For a while, I’ve been laboring under “obligatory reading.” Somewhere along the way I embraced this common notion that writers should stay current in the genre they are writing. As a result, I’ve been slogging through books that have left me, well, bored. Please, this is not an indictment of the current market as much as an indication of my station in life. Nevertheless, Koch fingered an important dynamic at work in me.
Then there's the “Wicked Wit of the East.” Noel DeVries is one of my youthful critique partners and occasional blog commentator. While other teens are posing in the mall and posterizing their bedrooms with the latest boy bands, Noel is busy reading Trollope and Virgil. Her literary knowledge puts me to shame. She has, unintentionally, reminded me of someone I want to be when I grow up.
But I think my recent interview with Mark Bertrand is what finally pushed me over the edge. In fact, it was this quote:
My advice to readers who want to grow is simple. Put a hold on contemporary books. Put a hold on genre books. Nothing wrong with them, but set them aside for the moment and focus on a few of the big awful books everyone talks about and nobody reads, the ones you will have only encountered in school. Read them for pleasure not for class, and you'll be surprised at how different they seem. Read Dickens. Read Jane Austen. Read Henry James. Read Balzac and George Eliot and Chekhov and Oscar Wilde. Read some twentieth-century authors like Hemingway and Fitzgerald, Walker Percy and Flannery O'Connor. They'll be so different from one another it might seem like they have nothing in common, but when you return to your regular reading, you'll find that they do. They will have challenged you and stretched you. And they'll serve as good guides through the underworld of contemporary letters...
You gotta love Bertrand – one minute he’s talking about the Pixies, and the next, "the underworld of contemporary letters."
By now, my mind was made up. The contemporary stuff is going on hold in favor of "the big awful books."
I started a thread over at the Faith in Fiction Discussion Board entitled, Reading the Classics: for Dummies. Therein I exposed my ignorance and ponied up to the bar. The clan over there is quite gracious and I’ve received lots of terrific advice. As expected, there’s no consensus on where one starts such an endeavor. And there’s even disagreement on how “classic” some of the classics really are. Maybe that’s as it should be. But I like Noel’s advice. In a post to Penwrights, she said:
Mike, is there a book you've heard of all your life ... David Copperfield, War and Peace, The Brothers K ...? Start there. Start with something that stirs your interest, something you can close with satisfaction and say, "Hey, I've read that. And my life is richer, now, too!"

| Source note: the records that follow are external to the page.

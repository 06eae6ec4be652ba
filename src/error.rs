//! Error types for sprite location
//!
//! Only malformed input or parameters are errors. Regions that collapse to a
//! single pixel or fall under the minimum height are dropped silently by the
//! detector and never surface here.

use thiserror::Error;

/// Error type for the detection and sorting passes
#[derive(Debug, Clone, Copy, PartialEq, Eq, Error)]
pub enum LocateError {
    /// The pixel grid has no pixels
    #[error("sprite sheet has no pixels")]
    EmptyInput,
    /// A negative detection margin was supplied
    #[error("invalid margin {0}, margin must be zero or greater")]
    InvalidMargin(i32),
    /// Row sorting was asked to order an empty sprite list
    #[error("sprite sheet has no sprites to sort")]
    EmptySheet,
}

So, from the four corners, wending their way to my humble abode are Great Expectations, Stories of Anton Chekhov, Don Quixote, Robinson Crusoe and Adventures of Huckleberry Finn. I purchased most of them in the small Oxford World's Classics Hardcovers editions as recommended by Mark. And I got a perfect place for them. Hey, I had to start somewhere. I don’t want to wait till I’m seventy to read the great books. My hope is that, by reading the greats I will become a better writer. Either way, I’m tired of being a Classic Dummy.